**The task**. The data below holds the lines to copy: everything from the line containing "pub use block::Block;" to the line containing "impl Error for LookupError", both ends included, set down exactly.

------------------------------------------------

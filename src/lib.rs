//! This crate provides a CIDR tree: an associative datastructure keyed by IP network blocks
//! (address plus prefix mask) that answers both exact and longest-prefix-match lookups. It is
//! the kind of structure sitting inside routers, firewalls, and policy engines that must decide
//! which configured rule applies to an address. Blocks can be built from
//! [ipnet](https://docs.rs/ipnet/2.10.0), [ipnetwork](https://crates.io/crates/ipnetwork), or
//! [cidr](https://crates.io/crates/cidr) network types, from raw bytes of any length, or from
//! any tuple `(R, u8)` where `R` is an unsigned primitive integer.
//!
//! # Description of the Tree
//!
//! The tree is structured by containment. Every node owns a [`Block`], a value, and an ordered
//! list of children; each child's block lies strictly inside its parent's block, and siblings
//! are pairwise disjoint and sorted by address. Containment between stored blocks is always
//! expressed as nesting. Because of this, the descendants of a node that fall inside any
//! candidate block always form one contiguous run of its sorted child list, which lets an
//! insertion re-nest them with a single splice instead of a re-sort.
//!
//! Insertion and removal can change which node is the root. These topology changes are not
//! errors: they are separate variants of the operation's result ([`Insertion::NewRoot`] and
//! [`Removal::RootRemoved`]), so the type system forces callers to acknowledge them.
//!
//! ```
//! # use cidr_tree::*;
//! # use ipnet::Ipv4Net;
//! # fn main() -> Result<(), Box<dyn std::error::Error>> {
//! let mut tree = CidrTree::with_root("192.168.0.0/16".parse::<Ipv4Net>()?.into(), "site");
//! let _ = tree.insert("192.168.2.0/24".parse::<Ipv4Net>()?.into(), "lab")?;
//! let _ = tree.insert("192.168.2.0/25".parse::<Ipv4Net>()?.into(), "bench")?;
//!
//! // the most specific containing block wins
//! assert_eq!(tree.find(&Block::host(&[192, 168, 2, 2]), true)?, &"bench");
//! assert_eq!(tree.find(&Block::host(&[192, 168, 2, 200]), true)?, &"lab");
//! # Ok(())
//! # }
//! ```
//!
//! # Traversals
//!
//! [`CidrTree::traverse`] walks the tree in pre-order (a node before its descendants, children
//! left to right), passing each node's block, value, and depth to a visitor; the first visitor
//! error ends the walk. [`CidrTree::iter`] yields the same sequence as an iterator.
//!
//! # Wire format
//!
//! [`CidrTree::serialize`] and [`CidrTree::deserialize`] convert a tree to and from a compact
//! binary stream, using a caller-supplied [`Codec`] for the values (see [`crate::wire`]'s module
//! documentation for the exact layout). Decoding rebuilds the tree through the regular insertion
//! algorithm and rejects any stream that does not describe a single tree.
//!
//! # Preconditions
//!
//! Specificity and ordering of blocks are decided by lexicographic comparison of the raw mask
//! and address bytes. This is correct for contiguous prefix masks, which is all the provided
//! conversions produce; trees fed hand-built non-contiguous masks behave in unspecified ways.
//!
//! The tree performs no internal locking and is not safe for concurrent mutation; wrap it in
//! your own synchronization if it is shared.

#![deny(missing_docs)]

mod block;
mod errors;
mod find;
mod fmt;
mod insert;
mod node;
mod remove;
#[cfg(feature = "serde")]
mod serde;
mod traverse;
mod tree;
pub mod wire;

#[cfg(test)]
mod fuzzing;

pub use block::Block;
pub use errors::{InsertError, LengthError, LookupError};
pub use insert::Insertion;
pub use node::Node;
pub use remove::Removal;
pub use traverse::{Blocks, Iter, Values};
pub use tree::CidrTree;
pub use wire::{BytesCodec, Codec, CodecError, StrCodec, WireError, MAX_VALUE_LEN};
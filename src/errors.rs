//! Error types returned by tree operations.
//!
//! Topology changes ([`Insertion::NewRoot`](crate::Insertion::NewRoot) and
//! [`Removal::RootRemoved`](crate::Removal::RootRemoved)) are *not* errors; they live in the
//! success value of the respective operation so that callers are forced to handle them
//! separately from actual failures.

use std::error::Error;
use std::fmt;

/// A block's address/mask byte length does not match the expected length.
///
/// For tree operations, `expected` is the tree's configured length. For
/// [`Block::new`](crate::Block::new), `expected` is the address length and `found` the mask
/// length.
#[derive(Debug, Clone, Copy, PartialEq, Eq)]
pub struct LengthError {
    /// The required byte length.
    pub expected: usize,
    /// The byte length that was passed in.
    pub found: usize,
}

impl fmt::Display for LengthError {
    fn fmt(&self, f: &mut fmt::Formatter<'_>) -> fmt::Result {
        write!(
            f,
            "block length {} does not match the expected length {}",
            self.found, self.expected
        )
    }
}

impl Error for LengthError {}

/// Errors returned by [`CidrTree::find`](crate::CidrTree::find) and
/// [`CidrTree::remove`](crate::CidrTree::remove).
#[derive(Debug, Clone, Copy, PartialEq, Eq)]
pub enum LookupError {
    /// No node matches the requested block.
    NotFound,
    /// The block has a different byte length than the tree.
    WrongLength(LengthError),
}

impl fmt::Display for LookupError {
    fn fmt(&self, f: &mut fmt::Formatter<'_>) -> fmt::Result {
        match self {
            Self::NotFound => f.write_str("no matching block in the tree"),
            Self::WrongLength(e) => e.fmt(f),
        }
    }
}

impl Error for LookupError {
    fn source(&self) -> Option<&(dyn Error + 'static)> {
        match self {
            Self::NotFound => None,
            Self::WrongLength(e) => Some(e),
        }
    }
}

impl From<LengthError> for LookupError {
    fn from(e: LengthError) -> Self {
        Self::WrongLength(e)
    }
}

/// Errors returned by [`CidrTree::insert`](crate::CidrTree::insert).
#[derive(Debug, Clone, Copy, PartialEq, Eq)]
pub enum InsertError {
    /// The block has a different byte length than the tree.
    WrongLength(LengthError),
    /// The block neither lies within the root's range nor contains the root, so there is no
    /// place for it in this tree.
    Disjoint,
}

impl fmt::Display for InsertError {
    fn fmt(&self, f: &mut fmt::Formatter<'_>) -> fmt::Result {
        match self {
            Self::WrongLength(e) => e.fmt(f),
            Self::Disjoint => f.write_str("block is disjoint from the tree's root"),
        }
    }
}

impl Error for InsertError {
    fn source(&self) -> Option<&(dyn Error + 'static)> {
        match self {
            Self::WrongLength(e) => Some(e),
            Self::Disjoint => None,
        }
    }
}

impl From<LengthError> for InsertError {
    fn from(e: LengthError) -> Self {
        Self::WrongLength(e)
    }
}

------------------------------------------------

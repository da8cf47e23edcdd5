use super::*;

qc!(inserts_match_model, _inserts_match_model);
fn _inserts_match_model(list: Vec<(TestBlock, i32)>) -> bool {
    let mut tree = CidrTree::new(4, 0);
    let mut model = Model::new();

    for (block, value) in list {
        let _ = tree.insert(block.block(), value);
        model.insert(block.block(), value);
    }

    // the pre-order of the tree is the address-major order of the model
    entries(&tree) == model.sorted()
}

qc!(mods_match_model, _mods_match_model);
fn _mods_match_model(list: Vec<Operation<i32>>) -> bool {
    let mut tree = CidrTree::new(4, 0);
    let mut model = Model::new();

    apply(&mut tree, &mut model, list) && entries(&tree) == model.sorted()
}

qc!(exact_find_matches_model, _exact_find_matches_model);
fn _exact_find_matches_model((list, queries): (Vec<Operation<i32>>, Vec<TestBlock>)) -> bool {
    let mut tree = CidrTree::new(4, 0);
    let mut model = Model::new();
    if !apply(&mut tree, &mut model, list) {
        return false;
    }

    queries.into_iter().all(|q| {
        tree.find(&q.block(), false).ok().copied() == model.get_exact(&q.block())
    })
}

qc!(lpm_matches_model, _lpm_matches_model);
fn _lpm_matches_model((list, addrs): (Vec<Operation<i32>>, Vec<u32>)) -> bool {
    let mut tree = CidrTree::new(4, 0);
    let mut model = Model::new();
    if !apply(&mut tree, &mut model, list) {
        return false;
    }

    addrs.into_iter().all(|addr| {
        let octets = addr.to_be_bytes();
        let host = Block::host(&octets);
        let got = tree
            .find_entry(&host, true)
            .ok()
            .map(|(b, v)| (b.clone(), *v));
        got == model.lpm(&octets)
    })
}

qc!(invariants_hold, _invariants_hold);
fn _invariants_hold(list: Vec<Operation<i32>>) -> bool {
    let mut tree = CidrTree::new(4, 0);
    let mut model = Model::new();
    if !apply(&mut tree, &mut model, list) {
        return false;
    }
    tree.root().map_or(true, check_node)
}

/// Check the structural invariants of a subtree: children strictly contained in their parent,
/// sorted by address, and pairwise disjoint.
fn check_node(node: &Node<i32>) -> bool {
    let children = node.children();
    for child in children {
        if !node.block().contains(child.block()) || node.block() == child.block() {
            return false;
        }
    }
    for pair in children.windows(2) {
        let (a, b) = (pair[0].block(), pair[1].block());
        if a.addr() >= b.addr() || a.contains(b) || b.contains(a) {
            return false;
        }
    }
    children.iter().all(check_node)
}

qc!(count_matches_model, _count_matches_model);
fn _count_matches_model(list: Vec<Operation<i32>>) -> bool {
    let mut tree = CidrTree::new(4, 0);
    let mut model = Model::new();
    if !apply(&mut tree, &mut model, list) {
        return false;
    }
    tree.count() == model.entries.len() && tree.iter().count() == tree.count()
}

------------------------------------------------

**Written response**.
pub use block::Block;
pub use errors::{InsertError, LengthError, LookupError};
pub use insert::Insertion;
pub use node::Node;
pub use remove::Removal;
pub use traverse::{Blocks, Iter, Values};
pub use tree::CidrTree;
pub use wire::{BytesCodec, Codec, CodecError, StrCodec, WireError, MAX_VALUE_LEN};
filename src/errors.rs
//! Error types returned by tree operations.
//!
//! Topology changes ([`Insertion::NewRoot`](crate::Insertion::NewRoot) and
//! [`Removal::RootRemoved`](crate::Removal::RootRemoved)) are *not* errors; they live in the
//! success value of the respective operation so that callers are forced to handle them
//! separately from actual failures.

use std::error::Error;
use std::fmt;

/// A block's address/mask byte length does not match the expected length.
///
/// For tree operations, `expected` is the tree's configured length. For
/// [`Block::new`](crate::Block::new), `expected` is the address length and `found` the mask
/// length.
#[derive(Debug, Clone, Copy, PartialEq, Eq)]
pub struct LengthError {
    /// The required byte length.
    pub expected: usize,
    /// The byte length that was passed in.
    pub found: usize,
}

impl fmt::Display for LengthError {
    fn fmt(&self, f: &mut fmt::Formatter<'_>) -> fmt::Result {
        write!(
            f,
            "block length {} does not match the expected length {}",
            self.found, self.expected
        )
    }
}

impl Error for LengthError {}

/// Errors returned by [`CidrTree::find`](crate::CidrTree::find) and
/// [`CidrTree::remove`](crate::CidrTree::remove).
#[derive(Debug, Clone, Copy, PartialEq, Eq)]
pub enum LookupError {
    /// No node matches the requested block.
    NotFound,
    /// The block has a different byte length than the tree.
    WrongLength(LengthError),
}

impl fmt::Display for LookupError {
    fn fmt(&self, f: &mut fmt::Formatter<'_>) -> fmt::Result {
        match self {
            Self::NotFound => f.write_str("no matching block in the tree"),
            Self::WrongLength(e) => e.fmt(f),
        }
    }
}

impl Error for LookupError {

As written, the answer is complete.